О том же он говорил и съехавшимся со всего света гостям в Большом кремлевском дворце. Он им пытался доказать, что если удалить ядерное оружие из космоса, это будет способствовать миру. В ответ на этот его призыв раздались редкие хлопки.

– Я рассчитывал, что аплодисменты будут более горячими, но и этого достаточно, – не смутившись, сказал Горбачев.

В Кремле многому научились у Запада. Потому так широко и принимают западных знаменитостей, что играют они роль тех же самых шведов, за здоровье которых пил, благодаря за науку, выигравший Полтавскую битву Петр Первый. „Современные шведы” всегда готовы пойти навстречу Кремлю. Они не ждут Полтавы. Они уступают и без битвы.
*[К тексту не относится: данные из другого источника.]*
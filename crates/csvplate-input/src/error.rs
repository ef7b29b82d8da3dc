//! Error types for input resolution and loading.

use std::io;
use std::path::PathBuf;

/// Errors that can occur while reading sources or loading CSV data.
#[derive(Debug, thiserror::Error)]
pub enum InputError {
    /// The source exists (or might) but could not be opened or read.
    #[error("open {}: {source}", path.display())]
    SourceUnavailable {
        path: PathBuf,
        #[source]
        source: io::Error,
    },

    /// Failed to read from stdin.
    #[error("read stdin: {0}")]
    StdinFailed(#[source] io::Error),

    /// The CSV source decoded to zero rows.
    #[error("csv is empty")]
    EmptySource,

    /// The CSV text is syntactically broken.
    #[error("line {line}: {message}")]
    MalformedInput { line: u64, message: String },

    /// A non-ASCII separator could not be mapped to a byte the CSV reader
    /// splits on, because the text already uses every candidate.
    #[error("separator {0:?} cannot be used with this text")]
    SeparatorUnavailable(char),

    /// The CSV reader rejected the input.
    #[error(transparent)]
    Csv(#[from] csv::Error),
}

impl InputError {
    /// Create a malformed input error.
    pub fn malformed(line: u64, message: impl Into<String>) -> Self {
        Self::MalformedInput {
            line,
            message: message.into(),
        }
    }

    /// Create a source unavailable error.
    pub fn unavailable(path: impl Into<PathBuf>, source: io::Error) -> Self {
        Self::SourceUnavailable {
            path: path.into(),
            source,
        }
    }
}

#[cfg(test)]
mod tests {
    use super::*;

    #[test]
    fn malformed_display_includes_line() {
        let err = InputError::malformed(3, "bare \" in non-quoted field");
        assert_eq!(err.to_string(), "line 3: bare \" in non-quoted field");
    }

    #[test]
    fn unavailable_display_includes_path() {
        let err = InputError::unavailable(
            "secret.csv",
            io::Error::new(io::ErrorKind::PermissionDenied, "permission denied"),
        );
        let msg = err.to_string();
        assert!(msg.contains("secret.csv"));
        assert!(msg.contains("permission denied"));
    }
}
В Кремле знают, что если набраться терпения, если суметь сыграть на желании демократий жить в мире, можно многого добиться и без войны, только напоминая об ужасах ядерного оружия. И много ли в мире найдется в такой момент людей, которые бы вспомнили, что война в Афганистане происходила без применения ядерного оружия, что такие войны, наверное, давно были бы развязаны и в Европе, если бы страх ядерного возмездия не удерживал советских вождей?

Как замечает бывший глава американского Агентства по разоружению Юджин Ростоу, „даже среднеэффективная западная оборонительная система в космосе может перекрыть советское превосходство в наземных баллистических ракетах и таким образом помешать Советскому Союзу добиться преимущества путем нанесения первого удара, чего он так упорно и долго стремится достичь”.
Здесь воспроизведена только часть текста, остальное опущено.